▶ _REQUIRED ACTION_
Some lines below may hold the string "this". Count them and give only the total.

▶ _Collected data_
= = = =

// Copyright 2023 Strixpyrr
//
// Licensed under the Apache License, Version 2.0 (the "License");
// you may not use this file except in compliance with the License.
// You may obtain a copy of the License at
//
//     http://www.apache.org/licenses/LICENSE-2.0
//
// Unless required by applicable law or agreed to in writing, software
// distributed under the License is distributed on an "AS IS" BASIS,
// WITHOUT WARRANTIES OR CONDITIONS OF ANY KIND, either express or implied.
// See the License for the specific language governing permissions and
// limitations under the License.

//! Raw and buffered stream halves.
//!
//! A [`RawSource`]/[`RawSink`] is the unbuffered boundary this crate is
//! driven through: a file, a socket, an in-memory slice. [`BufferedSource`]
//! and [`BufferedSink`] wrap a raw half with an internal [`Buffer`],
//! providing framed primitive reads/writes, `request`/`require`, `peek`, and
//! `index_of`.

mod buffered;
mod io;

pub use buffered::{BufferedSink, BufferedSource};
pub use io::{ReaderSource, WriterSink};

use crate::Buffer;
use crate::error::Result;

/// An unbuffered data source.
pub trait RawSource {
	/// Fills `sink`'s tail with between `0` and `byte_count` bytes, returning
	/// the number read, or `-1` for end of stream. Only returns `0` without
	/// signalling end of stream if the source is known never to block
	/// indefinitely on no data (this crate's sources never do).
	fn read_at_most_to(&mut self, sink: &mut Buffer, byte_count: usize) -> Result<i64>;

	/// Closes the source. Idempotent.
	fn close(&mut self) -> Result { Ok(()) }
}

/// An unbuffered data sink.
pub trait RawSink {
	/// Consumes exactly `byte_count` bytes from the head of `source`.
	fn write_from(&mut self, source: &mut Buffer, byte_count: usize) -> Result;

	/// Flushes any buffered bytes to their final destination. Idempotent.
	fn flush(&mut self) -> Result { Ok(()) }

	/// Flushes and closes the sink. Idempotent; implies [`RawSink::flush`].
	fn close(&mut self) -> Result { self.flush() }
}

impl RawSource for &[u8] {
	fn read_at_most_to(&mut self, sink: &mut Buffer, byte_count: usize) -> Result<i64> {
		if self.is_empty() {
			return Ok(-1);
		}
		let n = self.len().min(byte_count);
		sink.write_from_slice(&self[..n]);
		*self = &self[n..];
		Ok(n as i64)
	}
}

= = = =

▶ _ANSWER TO THE PROBLEM_
3